-- WORK TASK --
Go through the entries, filter for the word "targeting", and copy every line that has it.

--- DATA FOR THE TASK ---

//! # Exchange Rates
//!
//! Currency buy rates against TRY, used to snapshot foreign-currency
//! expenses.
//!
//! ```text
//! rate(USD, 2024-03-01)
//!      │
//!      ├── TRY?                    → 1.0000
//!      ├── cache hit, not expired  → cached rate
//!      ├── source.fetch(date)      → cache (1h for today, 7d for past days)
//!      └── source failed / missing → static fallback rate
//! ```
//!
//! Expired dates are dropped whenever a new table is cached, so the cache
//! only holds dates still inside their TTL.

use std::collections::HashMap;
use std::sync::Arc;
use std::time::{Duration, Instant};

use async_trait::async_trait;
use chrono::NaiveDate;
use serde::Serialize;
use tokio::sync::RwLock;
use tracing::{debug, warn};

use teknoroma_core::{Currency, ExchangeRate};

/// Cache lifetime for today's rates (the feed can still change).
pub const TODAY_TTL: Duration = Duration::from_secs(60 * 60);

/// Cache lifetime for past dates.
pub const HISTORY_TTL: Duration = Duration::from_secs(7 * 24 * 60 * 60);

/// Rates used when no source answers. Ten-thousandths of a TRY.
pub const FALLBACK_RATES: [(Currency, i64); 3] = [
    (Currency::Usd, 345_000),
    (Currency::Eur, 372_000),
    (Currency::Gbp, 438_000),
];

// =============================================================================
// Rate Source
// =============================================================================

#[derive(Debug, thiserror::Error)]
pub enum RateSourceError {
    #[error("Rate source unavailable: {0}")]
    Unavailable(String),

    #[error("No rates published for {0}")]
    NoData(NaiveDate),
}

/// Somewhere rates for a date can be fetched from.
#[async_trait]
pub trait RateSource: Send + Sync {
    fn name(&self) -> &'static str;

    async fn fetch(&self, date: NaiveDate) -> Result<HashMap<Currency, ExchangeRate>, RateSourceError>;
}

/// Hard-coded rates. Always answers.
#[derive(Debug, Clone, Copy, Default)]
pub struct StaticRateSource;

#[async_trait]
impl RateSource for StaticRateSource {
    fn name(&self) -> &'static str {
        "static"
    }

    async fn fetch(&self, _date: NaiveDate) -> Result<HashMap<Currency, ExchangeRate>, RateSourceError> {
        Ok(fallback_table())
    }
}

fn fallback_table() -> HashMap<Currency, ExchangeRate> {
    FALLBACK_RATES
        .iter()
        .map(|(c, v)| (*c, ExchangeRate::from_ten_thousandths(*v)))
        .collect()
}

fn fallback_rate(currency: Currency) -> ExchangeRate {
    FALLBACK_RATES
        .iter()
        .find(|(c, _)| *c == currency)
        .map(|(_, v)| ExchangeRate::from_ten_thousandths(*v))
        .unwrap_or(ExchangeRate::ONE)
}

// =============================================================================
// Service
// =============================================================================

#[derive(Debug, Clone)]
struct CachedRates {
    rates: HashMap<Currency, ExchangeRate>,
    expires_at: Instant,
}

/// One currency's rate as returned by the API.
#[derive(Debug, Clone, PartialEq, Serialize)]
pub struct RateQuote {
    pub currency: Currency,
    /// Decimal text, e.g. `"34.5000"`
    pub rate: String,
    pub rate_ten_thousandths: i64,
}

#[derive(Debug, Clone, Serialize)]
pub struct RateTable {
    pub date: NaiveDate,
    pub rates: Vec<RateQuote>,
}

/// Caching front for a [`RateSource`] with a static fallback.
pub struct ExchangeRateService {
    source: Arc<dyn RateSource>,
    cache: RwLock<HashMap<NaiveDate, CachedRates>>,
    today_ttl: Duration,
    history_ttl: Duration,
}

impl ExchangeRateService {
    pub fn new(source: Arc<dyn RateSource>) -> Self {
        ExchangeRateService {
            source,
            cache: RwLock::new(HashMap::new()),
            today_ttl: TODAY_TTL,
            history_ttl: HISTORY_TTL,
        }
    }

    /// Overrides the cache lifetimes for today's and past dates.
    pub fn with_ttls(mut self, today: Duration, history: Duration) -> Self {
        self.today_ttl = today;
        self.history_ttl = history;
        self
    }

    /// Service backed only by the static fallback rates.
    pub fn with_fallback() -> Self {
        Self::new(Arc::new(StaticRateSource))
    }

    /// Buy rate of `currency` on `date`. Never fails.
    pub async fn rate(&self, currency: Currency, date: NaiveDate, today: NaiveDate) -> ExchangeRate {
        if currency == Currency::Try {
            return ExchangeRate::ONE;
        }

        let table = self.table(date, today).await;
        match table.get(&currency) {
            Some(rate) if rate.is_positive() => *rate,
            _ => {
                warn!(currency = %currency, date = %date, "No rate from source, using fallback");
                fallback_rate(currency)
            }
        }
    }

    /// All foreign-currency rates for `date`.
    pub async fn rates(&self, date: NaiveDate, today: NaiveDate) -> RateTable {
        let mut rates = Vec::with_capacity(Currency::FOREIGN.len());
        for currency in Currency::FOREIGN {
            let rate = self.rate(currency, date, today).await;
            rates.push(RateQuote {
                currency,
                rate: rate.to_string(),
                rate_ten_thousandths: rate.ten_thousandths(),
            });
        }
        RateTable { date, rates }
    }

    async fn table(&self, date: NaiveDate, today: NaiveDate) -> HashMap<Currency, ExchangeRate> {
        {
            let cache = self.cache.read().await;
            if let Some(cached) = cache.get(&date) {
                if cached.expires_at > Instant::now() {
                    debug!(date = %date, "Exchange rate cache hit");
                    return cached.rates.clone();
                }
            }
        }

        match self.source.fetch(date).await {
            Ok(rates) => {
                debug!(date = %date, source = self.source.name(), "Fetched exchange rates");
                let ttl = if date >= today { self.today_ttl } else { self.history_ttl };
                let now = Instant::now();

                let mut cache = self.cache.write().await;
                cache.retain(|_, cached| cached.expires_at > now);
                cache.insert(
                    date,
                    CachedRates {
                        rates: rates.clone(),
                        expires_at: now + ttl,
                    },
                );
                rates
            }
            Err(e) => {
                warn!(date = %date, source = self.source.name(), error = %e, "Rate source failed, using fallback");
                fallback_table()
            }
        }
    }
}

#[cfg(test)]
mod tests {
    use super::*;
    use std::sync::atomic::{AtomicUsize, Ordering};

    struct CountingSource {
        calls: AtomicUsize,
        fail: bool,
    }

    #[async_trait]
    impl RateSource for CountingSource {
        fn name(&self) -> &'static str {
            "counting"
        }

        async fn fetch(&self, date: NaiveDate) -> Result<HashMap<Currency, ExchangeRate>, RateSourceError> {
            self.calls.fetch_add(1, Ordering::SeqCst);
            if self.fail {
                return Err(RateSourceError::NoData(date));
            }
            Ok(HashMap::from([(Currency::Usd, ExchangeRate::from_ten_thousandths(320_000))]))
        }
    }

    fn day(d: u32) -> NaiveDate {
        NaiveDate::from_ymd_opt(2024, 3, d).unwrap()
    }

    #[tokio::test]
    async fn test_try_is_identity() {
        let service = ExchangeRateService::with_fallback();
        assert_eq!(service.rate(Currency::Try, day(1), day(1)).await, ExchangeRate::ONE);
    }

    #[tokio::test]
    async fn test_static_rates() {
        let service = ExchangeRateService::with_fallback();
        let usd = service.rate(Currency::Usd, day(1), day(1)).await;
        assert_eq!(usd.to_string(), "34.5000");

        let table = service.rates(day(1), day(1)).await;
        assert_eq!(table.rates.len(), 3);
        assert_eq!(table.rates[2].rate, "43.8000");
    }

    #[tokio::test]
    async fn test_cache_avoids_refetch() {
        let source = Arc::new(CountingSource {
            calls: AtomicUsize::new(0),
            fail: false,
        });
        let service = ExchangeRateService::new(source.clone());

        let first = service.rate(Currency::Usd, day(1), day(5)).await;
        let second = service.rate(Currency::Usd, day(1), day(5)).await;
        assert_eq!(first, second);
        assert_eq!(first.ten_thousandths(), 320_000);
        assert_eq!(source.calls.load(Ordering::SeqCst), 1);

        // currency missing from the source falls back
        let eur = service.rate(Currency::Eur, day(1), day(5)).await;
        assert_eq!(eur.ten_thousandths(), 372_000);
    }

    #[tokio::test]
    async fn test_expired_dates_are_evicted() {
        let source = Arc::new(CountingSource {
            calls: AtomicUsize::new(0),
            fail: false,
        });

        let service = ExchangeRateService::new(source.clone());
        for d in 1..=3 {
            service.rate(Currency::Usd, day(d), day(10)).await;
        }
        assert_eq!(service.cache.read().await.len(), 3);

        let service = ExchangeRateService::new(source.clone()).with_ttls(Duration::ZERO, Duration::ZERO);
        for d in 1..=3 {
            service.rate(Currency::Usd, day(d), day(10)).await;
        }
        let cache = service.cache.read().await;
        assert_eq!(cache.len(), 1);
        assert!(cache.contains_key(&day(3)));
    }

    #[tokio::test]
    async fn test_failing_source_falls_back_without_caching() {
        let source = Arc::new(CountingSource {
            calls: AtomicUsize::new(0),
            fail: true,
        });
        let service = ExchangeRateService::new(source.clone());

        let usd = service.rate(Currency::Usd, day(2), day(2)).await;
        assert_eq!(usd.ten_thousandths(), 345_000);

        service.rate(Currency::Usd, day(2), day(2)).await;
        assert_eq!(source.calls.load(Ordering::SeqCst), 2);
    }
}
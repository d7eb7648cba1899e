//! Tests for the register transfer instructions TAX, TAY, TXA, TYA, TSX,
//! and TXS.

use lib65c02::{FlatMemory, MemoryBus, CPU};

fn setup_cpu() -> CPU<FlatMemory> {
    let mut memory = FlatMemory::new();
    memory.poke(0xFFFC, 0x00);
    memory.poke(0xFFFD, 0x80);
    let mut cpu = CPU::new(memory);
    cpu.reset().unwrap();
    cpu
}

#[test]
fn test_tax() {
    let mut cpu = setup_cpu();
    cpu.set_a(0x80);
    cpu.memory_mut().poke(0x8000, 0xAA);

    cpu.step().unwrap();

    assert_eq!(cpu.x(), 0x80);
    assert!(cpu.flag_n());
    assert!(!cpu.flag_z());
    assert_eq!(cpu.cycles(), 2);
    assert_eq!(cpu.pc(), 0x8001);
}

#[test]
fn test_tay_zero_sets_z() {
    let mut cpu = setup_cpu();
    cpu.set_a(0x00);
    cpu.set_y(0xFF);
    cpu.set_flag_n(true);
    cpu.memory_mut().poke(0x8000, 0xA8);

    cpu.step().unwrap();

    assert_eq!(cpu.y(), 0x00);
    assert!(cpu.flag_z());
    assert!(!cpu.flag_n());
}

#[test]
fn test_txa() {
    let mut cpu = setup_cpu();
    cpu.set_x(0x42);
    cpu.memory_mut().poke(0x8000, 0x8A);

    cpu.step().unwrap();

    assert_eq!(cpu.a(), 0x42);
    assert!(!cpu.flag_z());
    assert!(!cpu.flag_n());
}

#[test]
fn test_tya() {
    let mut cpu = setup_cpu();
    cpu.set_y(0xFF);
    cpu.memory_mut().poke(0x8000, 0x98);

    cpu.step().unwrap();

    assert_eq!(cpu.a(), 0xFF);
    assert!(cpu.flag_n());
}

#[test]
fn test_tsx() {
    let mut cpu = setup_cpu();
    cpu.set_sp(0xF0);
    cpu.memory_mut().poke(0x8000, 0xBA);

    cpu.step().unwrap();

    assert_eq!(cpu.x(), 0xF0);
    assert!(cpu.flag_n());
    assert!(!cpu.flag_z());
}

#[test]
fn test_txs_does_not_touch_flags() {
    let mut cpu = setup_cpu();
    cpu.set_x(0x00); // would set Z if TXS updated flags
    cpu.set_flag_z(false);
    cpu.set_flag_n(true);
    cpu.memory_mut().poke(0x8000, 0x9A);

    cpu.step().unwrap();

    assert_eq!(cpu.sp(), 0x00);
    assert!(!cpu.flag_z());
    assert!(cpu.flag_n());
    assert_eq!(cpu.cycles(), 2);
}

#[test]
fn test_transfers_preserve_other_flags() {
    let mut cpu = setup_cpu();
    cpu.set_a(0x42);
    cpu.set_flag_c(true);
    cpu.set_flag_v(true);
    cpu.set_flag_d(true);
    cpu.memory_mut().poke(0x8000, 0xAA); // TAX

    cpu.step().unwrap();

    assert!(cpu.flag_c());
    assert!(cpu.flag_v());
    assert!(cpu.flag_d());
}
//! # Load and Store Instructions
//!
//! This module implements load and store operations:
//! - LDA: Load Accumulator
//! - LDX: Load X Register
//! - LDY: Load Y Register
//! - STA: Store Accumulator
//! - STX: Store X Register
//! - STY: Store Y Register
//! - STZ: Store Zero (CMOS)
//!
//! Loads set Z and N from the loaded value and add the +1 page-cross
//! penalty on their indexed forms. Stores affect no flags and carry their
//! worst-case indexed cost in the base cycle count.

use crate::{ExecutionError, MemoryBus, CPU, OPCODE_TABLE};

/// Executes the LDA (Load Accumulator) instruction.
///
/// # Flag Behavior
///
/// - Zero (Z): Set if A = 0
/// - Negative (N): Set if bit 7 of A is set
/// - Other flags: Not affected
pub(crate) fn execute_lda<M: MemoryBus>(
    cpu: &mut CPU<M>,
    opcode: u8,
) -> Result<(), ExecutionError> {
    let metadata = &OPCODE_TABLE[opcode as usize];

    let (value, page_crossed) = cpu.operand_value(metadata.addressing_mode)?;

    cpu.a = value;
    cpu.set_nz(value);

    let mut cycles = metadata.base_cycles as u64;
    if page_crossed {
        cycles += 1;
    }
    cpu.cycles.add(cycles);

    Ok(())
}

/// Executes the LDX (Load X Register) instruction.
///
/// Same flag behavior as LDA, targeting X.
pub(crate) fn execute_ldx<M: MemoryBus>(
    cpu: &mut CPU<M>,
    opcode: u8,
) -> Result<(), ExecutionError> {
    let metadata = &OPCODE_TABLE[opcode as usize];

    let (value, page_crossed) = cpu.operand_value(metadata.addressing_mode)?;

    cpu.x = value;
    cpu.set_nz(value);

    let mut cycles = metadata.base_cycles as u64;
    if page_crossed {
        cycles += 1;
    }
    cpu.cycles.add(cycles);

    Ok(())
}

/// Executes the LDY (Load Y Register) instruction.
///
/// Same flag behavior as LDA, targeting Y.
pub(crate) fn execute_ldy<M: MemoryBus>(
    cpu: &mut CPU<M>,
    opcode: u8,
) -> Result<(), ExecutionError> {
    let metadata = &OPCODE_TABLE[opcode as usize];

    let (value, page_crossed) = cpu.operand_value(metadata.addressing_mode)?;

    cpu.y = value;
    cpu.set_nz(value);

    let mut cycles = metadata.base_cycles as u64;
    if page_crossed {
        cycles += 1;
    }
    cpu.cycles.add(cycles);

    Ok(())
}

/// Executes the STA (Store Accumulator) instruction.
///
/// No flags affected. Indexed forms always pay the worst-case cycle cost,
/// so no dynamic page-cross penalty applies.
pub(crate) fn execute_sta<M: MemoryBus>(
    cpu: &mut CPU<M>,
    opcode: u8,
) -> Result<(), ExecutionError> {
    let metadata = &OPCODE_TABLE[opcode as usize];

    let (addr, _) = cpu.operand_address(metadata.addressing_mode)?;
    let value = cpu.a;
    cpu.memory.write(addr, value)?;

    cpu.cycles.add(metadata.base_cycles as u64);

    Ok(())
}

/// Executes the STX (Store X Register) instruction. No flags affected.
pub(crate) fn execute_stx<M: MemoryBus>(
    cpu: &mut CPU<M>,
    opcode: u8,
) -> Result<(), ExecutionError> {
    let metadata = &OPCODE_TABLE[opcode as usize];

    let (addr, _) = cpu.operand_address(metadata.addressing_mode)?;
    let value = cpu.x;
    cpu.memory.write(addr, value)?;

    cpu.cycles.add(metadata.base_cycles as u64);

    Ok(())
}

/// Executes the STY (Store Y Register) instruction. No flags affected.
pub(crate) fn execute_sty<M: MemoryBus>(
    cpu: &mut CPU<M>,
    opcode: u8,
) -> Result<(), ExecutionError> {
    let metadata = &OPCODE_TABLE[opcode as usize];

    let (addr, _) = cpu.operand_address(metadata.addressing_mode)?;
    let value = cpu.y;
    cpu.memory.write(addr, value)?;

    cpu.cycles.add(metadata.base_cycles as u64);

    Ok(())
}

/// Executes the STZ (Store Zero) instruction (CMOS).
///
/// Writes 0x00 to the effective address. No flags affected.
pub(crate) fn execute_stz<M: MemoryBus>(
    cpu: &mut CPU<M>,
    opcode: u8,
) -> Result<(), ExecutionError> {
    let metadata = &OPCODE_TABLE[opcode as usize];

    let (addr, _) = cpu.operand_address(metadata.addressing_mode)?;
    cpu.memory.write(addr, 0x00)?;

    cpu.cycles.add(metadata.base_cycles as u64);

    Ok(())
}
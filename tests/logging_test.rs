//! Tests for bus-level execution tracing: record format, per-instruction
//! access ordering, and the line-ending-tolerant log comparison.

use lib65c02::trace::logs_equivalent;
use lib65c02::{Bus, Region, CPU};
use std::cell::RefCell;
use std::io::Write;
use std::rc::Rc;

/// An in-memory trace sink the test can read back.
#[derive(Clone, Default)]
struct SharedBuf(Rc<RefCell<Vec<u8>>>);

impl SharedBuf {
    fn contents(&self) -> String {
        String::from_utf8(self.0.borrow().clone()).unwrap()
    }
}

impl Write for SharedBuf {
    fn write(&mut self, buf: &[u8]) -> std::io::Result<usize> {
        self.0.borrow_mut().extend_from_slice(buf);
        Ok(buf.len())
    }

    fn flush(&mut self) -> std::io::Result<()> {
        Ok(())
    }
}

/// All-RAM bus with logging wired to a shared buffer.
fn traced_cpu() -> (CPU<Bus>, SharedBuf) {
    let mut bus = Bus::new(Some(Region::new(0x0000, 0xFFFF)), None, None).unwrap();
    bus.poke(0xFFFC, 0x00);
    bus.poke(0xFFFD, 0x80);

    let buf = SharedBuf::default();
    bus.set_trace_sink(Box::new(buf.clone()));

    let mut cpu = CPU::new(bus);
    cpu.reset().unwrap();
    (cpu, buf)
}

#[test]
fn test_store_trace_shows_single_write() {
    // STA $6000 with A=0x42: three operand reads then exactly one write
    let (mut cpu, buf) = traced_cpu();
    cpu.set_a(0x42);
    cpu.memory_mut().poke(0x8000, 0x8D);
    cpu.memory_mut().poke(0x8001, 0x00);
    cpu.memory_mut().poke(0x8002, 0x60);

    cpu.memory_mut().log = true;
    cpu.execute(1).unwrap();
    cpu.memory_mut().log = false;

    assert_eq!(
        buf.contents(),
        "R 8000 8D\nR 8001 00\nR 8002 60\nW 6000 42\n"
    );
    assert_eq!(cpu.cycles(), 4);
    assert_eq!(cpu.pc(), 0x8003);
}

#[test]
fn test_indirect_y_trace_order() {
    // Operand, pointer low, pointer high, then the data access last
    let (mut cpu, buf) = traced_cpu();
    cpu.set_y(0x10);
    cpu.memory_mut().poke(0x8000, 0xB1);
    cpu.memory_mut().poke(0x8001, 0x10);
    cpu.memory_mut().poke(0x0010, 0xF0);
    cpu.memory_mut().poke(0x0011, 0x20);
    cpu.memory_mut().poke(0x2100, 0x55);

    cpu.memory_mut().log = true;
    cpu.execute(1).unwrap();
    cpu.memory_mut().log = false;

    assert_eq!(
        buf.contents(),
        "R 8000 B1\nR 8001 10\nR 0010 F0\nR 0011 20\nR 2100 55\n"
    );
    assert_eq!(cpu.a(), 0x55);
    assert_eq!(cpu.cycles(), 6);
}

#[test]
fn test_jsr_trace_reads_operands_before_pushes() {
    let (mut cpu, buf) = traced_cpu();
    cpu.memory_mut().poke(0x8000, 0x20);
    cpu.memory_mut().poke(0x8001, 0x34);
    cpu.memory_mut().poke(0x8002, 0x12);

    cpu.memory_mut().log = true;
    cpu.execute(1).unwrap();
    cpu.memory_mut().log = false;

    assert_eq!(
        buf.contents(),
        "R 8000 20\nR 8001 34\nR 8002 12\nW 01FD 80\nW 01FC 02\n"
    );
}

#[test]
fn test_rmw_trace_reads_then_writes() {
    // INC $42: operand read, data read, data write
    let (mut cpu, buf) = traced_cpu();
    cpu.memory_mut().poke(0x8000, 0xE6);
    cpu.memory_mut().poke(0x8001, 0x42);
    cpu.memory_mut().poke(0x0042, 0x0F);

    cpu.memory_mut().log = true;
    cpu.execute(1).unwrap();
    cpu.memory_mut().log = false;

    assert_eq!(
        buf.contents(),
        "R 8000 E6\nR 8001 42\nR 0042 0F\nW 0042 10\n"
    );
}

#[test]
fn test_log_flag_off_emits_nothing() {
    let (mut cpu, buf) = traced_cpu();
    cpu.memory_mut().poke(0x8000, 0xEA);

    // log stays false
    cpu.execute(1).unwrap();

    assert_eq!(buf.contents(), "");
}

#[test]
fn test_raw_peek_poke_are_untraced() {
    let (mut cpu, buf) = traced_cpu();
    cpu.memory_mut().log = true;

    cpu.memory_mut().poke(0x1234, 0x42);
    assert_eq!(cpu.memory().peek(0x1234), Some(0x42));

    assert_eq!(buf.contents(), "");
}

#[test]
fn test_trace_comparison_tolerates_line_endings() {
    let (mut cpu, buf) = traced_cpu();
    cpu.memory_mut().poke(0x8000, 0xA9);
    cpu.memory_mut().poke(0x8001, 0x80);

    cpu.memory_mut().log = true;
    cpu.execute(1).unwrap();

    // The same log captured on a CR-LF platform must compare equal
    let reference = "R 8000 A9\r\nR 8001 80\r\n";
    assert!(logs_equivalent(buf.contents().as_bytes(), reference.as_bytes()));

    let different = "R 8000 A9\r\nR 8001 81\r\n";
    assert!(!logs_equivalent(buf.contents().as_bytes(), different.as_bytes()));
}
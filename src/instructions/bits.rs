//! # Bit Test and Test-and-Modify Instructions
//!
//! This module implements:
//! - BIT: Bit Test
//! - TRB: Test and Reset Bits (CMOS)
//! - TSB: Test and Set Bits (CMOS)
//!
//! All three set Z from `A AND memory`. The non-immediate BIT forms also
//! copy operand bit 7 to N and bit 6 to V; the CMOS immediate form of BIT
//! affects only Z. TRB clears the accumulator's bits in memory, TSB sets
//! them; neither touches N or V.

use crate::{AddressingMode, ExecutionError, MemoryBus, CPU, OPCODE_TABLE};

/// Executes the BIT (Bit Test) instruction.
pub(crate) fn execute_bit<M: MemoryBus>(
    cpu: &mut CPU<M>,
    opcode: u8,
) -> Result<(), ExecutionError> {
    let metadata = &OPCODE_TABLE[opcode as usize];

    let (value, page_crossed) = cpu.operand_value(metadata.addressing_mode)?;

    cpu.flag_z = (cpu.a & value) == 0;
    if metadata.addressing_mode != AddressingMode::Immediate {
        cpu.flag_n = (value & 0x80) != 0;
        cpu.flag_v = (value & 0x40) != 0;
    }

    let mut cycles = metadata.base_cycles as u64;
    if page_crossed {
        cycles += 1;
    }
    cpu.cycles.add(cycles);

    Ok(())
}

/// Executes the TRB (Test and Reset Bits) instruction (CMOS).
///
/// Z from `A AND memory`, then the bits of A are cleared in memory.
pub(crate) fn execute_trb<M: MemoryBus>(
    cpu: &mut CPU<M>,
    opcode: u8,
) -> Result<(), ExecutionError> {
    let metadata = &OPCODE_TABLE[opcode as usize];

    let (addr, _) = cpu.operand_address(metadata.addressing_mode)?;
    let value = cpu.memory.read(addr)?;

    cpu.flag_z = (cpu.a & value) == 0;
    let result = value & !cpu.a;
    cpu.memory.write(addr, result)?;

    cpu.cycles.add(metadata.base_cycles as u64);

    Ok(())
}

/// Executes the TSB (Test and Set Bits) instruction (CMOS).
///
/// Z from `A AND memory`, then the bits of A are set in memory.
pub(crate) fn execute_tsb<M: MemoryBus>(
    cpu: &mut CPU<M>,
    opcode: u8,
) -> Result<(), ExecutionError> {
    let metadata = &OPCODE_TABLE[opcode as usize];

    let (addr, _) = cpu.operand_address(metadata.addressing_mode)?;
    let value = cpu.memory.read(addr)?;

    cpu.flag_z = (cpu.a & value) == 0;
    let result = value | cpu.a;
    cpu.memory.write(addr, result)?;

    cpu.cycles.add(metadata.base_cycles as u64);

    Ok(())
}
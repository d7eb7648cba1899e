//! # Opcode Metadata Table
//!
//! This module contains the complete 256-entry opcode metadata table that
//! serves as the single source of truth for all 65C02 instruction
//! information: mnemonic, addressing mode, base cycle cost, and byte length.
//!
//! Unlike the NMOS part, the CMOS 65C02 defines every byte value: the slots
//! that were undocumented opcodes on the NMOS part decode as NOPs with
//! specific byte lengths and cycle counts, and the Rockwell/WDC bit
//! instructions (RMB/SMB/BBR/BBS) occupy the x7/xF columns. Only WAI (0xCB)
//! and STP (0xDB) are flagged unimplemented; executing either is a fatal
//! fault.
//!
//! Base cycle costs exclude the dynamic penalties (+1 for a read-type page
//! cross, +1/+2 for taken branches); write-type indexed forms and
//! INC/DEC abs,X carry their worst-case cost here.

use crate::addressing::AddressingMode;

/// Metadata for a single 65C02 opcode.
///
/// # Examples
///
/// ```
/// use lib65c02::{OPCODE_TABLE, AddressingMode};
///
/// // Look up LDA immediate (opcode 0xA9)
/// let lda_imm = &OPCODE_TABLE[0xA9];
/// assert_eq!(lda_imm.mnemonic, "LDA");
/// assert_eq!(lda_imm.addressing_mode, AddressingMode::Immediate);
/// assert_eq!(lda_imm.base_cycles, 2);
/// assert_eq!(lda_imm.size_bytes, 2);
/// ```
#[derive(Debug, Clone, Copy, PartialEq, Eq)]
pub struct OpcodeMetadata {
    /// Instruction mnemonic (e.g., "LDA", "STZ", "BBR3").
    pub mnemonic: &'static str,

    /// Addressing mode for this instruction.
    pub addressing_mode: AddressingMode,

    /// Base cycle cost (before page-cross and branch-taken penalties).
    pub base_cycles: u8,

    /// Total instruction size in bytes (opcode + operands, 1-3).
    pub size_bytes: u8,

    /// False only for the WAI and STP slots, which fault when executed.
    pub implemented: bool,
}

---

-- RESPONSE TO THE EXERCISE --
/// Same flag behavior as LDA, targeting X.
/// Same flag behavior as LDA, targeting Y.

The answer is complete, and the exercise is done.